Using GitHub Actions to deploy an static site to Firebase

Nicolas Bello Camilletti
Nicolas Bello Camilletti
4 min read

As I mentioned in a previous post, I'm now using GitHub Actions to deploy this blog into Firebase static web sites. Even when deploying to firebase it's not a hard tasks, I prefer to do it with a simple git push and ensure that everything will work as expected. In this post, I will share how to set up a GitHub Actions workflow to deploy an static site to Firebase.

Setting up everything

First, we need to set up Firebase. If you haven't already done so, go to the Firebase console and create a new project.

Once you have created a new project, you will need to install the Firebase CLI. You can do this by running the following command in your terminal:

npm install -g firebase-tools

After the Firebase CLI is installed, log in to your Firebase account by running the following command.

firebase login

Then, you need to set up Firebase Hosting. To do that just type the following and follow the steps which will automatically take care of setting up the GitHub Action.

firebase init hosting

This command configure your accounts by creating a service account in firebase with the necessary perfmisions to deploy to firebase hosting and also encrypts that service account's JSON key and configure a GitHub secret with it. Finally, it creates two GitHub workflows files. And just like that, you will have everything ready to start deploying every time you push to your repository.

The GitHub Actions

By running the previous steps, you will end up with a .github/workflows folder with two files. The firebase-hosting-merge.yaml is used when you merge to main and looks like the following.

name: Deploy to Firebase Hosting on merge
      - main
    runs-on: ubuntu-latest
      - uses: actions/[email protected]
      - run: npm ci && npm run export
      - uses: FirebaseExtended/action-hosting-[email protected]
          repoToken: "${{ secrets.GITHUB_TOKEN }}"
          firebaseServiceAccount: "${{ secrets.FIREBASE_SERVICE_ACCOUNT }}"
          channelId: live
          projectId: { your-project-id }

It have three steps, the repository checkout, then in my case, Iit runs run npm ci && npm run export to install all the dependencies and then execute the export npm script which builds the site and perform a few other scripts. Finally, it uses the FirebaseExtended/[email protected] action which will deploy the site to the live channel. Note that all the secrets were created by the firebase init hosting command.

Regarding the export script, I mentioned that it perform other tasks as well. The following is part of my package.json that shows the tasks that are being run.

"scripts": {
    "precopyimages": "tsc ./scripts/copy-imgs.ts --esModuleInterop",
    "copyimages": "node ./scripts/copy-imgs.js",
    "prebuild": "npm run copyimages",
    "build": "next build",
    "postbuild": "next-sitemap",
    "preexport": "npm run build",
    "export": "next export",

You can see that I use the pre and post scripts to run other stuff, for example, before exporting, I'm running npm run build which runs npm run copyimages before running and next-sitemap after running. The copy images scripts it's a simple script that just copy the images from the posts folder to the public folder and next-sitemap as you can guess, creates a sitemap.xml.

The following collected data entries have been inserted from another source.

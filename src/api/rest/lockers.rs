use std::sync::Arc;

use axum::Json;
use axum::Router;
use axum::extract::State;
use axum::routing::post;
use serde::Deserialize;
use uuid::Uuid;

use crate::error::AppError;
use crate::models::address::Address;
use crate::models::locker::{Locker, LockerStatus};
use crate::state::AppState;

pub fn router() -> Router<Arc<AppState>> {
    Router::new().route("/lockers", post(create_locker).get(list_lockers))
}

#[derive(Deserialize)]
pub struct CreateLockerRequest {
    pub code: String,
    pub name: String,
    pub address: Address,
    pub status: Option<LockerStatus>,
}

async fn create_locker(
    State(state): State<Arc<AppState>>,
    Json(payload): Json<CreateLockerRequest>,
) -> Result<Json<Locker>, AppError> {
    if payload.code.trim().is_empty() {
        return Err(AppError::BadRequest("code cannot be empty".to_string()));
    }

    if payload.name.trim().is_empty() {
        return Err(AppError::BadRequest("name cannot be empty".to_string()));
    }

    let duplicate = state
        .lockers
        .iter()
        .any(|entry| entry.value().code == payload.code);
    if duplicate {
        return Err(AppError::Conflict(format!(
            "locker code {} is already registered",
            payload.code
        )));
    }

    let locker = Locker {
        id: Uuid::new_v4(),
        code: payload.code,
        name: payload.name,
        address: payload.address,
        status: payload.status.unwrap_or(LockerStatus::Operational),
    };

    state.lockers.insert(locker.id, locker.clone());
    Ok(Json(locker))
}

async fn list_lockers(State(state): State<Arc<AppState>>) -> Json<Vec<Locker>> {
    let lockers = state
        .lockers
        .iter()
        .map(|entry| entry.value().clone())
        .collect();
    Json(lockers)
}
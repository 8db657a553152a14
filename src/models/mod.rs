pub mod address;
pub mod driver;
pub mod locker;
pub mod order;
pub mod rate;
pub mod seller;
pub mod shipment;
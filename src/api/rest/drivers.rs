use std::sync::Arc;

use axum::Json;
use axum::Router;
use axum::extract::{Path, State};
use axum::routing::{get, patch, post};
use chrono::Utc;
use serde::Deserialize;
use uuid::Uuid;

use crate::engine::dispatch;
use crate::error::AppError;
use crate::models::driver::{DeliveryOffer, DriverProfile, DriverStatus};
use crate::models::shipment::Shipment;
use crate::state::AppState;

pub fn router() -> Router<Arc<AppState>> {
    Router::new()
        .route("/drivers", post(create_driver))
        .route("/drivers/:id", get(get_driver))
        .route("/drivers/:id/status", patch(update_driver_status))
        .route("/drivers/:id/deliveries", get(list_deliveries))
        .route("/deliveries/:id/claim", post(claim_delivery))
        .route("/deliveries/:id/complete", post(complete_delivery))
}

#[derive(Deserialize)]
pub struct CreateDriverRequest {
    pub name: String,
    pub phone: Option<String>,
    #[serde(default)]
    pub seller_ids: Vec<Uuid>,
}

async fn create_driver(
    State(state): State<Arc<AppState>>,
    Json(payload): Json<CreateDriverRequest>,
) -> Result<Json<DriverProfile>, AppError> {
    if payload.name.trim().is_empty() {
        return Err(AppError::BadRequest("name cannot be empty".to_string()));
    }

    let now = Utc::now();
    let driver = DriverProfile {
        id: Uuid::new_v4(),
        name: payload.name,
        phone: payload.phone,
        status: DriverStatus::Offline,
        seller_ids: payload.seller_ids,
        total_deliveries: 0,
        available_earnings_minor_units: 0,
        created_at: now,
        updated_at: now,
    };

    state.drivers.insert(driver.id, driver.clone());
    Ok(Json(driver))
}

async fn get_driver(
    State(state): State<Arc<AppState>>,
    Path(id): Path<Uuid>,
) -> Result<Json<DriverProfile>, AppError> {
    let driver = state
        .drivers
        .get(&id)
        .map(|entry| entry.value().clone())
        .ok_or_else(|| AppError::NotFound(format!("driver {id} not found")))?;
    Ok(Json(driver))
}

#[derive(Deserialize)]
pub struct UpdateDriverStatusRequest {
    pub status: DriverStatus,
}

async fn update_driver_status(
    State(state): State<Arc<AppState>>,
    Path(id): Path<Uuid>,
    Json(payload): Json<UpdateDriverStatusRequest>,
) -> Result<Json<DriverProfile>, AppError> {
    Ok(Json(dispatch::set_driver_status(&state, id, payload.status)?))
}

async fn list_deliveries(
    State(state): State<Arc<AppState>>,
    Path(id): Path<Uuid>,
) -> Result<Json<Vec<DeliveryOffer>>, AppError> {
    Ok(Json(dispatch::list_available(&state, id)?))
}

#[derive(Deserialize)]
pub struct ClaimRequest {
    pub driver_id: Uuid,
}

async fn claim_delivery(
    State(state): State<Arc<AppState>>,
    Path(id): Path<Uuid>,
    Json(payload): Json<ClaimRequest>,
) -> Result<Json<Shipment>, AppError> {
    Ok(Json(dispatch::claim(&state, id, payload.driver_id)?))
}

async fn complete_delivery(
    State(state): State<Arc<AppState>>,
    Path(id): Path<Uuid>,
    Json(payload): Json<ClaimRequest>,
) -> Result<Json<Shipment>, AppError> {
    Ok(Json(dispatch::complete(&state, id, payload.driver_id)?))
}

Going back to the workflows, the other yaml file named firebase-hosting-pull-request.yaml is very similar but targets the pull request targeting your main branch and the only real difference is that it doesn't have the channelId: live configuration which means that it will create a preview site in firestore.

You can find more information on this GitHub action in the marketplace site.


In this tutorial, we have walked through the process of setting up a GitHub Actions workflow to deploy an static site to Firebase. GitHub Actions makes it easy to automate the deployment process, freeing up time for other tasks. With this knowledge, you can deploy your static sites to Firebase quickly and easily, ensuring that your site is always up-to-date. Not only that, but you can also have preview deployments which is a super powerfull tool to test everything.

Of course, this tutorial only scratches the surface of what is possible with GitHub Actions. You can use GitHub Actions to automate a wide variety of tasks, from running tests to deploying to multiple environments. With a little creativity, you can automate almost any task in your development workflow.

So why not give GitHub Actions a try? It may just save you hours of manual work and streamline your development process. Happy coding!